В этом контексте «показатели» и «объективные измерения» тесно взаимосвязаны. Преобразования Фурье, автокорреляции и другие попытки записать в параметрической форме сложные паттерны энцефалограмм с их экстремумами и волнами позиционировались именно как альтернатива «субъективным» критериям. Однако превозносимая Гиббсами субъективность – это не возврат к старой эпистемической добродетели истины-по-природе. Если в середине и ближе к концу XIX века механической объективности противостояло вторжение гения в природу с целью идеализировать, довести до совершенной формы или усреднить, то процедура, сопровождавшая интерпретированные изображения, была совершенно другой. Вместо гётевского гения (распознающего Urpflanze за прозаическим растением) и вместо стратегии автоматизма и самоустранения начиная с 1930–1940‐х годов все большее число научных атласов стало прибегать к тренированному суждению, основанному на знании и опыте. Не следует путать этих двух оппонентов механической объективности: мудрец открывал истинный образ природы, а тренированный эксперт обладал средствами (благодаря «тренированному» или «видящему» глазу) классификации и манипуляции и передавал их своим ученикам.
Некоторое время спустя, в 1950 году, Гиббсы выпустили новое издание своего атласа, выразив в новом предисловии тот же антиобъективистский настрой, но другими словами: «Эксперименты с графиками колебательного процесса учитывают… и [эксперименты] с частотным анализом электроэнцефалограмм… показывают, что ни один объективный параметр не сравнится с точностью субъективной оценки… если электроэнцефалографист научился распознавать важные различия, которые отличают эпилептика от человека, не склонного к эпилепсии. Не следует жертвовать точностью в угоду объективности; за исключением отдельных случаев анализ должен быть интеллектуальной, а не электромеханической функцией»[650].

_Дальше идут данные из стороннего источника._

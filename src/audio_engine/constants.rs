//! Audio engine configuration constants and limits.

/// Maximum number of clips that can be resident in the engine at once.
pub const MAX_VOICES: usize = 32;

/// Minimum slot or master volume (silence).
pub const VOLUME_MIN: u8 = 0;

/// Maximum slot or master volume (100%).
pub const VOLUME_MAX: u8 = 100;

/// Hard-left pan position.
pub const PAN_MIN: f32 = -1.0;

/// Hard-right pan position.
pub const PAN_MAX: f32 = 1.0;

/// Number of time-domain samples read from a tap per meter update.
pub const METER_WINDOW: usize = 512;

/// Level reported for silence, and the lower clamp for every meter reading.
pub const DB_FLOOR: f32 = -60.0;

/// Upper clamp for every meter reading (full scale).
pub const DB_CEIL: f32 = 0.0;

/// Fade duration used when no setting overrides it.
pub const DEFAULT_FADE_MS: u32 = 300;

/// Shortest fade the settings UI allows.
pub const FADE_MS_MIN: u32 = 200;

/// Longest fade the settings UI allows.
pub const FADE_MS_MAX: u32 = 500;

/// Capacity of the UI -> audio thread command ring.
pub const CONTROL_RING_CAPACITY: usize = 1024;

/// Capacity of the audio thread -> UI event ring.
pub const EVENT_RING_CAPACITY: usize = 1024;

/// Capacity of each per-voice metering tap ring, in mono samples.
pub const TAP_RING_CAPACITY: usize = 8192;

/// Number of slots in a freshly created playlist.
pub const SLOTS_PER_PLAYLIST: usize = 6;

/// Maximum number of playlists (tabs).
pub const MAX_PLAYLISTS: usize = 2;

«Не следует жертвовать точностью в угоду объективности». Это удивительное утверждение – удивительное с точки зрения механической объективности – эпистемическое следствие нового, характерного для середины XX века режима интерпретированного образа. Насколько это отличается от обратной формулы механической объективности: объективностью не следует жертвовать ради точности. Вспомните пример противоположного решения из главы 3, настойчивое утверждение Эрвина Кристеллера в его «Атласе гистотопографии здоровых и больных органов» (Atlas der Histotopographie gesunder und erkrankter Organe, 1927): «Очевидно, что во многих случаях у рисунков и схем по сравнению с фотографией есть много преимуществ. Но в качестве инструмента доказательства и объективной документации в обосновании аргументации [Beweismittelund objektive Belege für Befunde] фотография гораздо лучше»[651]. В поисках такой objektive Belege защитники механической объективности примерно с 1830‐х по 1920‐е годы жертвовали цветом, резкостью и текстурой научных репрезентаций ради метода, который забрал из рук художника кисть и заменил ее инструментами. В свое время крошечные, размытые черно-белые фотографии Марса Персиваля Лоуэлла имели большее значение, чем художественные изображения, даже если последние были цветными, более эффектными, более полными и более пригодными для напечатания. Для таких сторонников механической объективности в фотографиях или образах, изготовленных в строгом соответствии с процедурой, уже было сказано все, что нужно. Однако для защитников строго тренированного суждения вроде Гиббсов было в равной степени очевидно, что опытный глаз не может быть заменен «автографическим» автоматизмом машин, какими бы изощренными они ни были.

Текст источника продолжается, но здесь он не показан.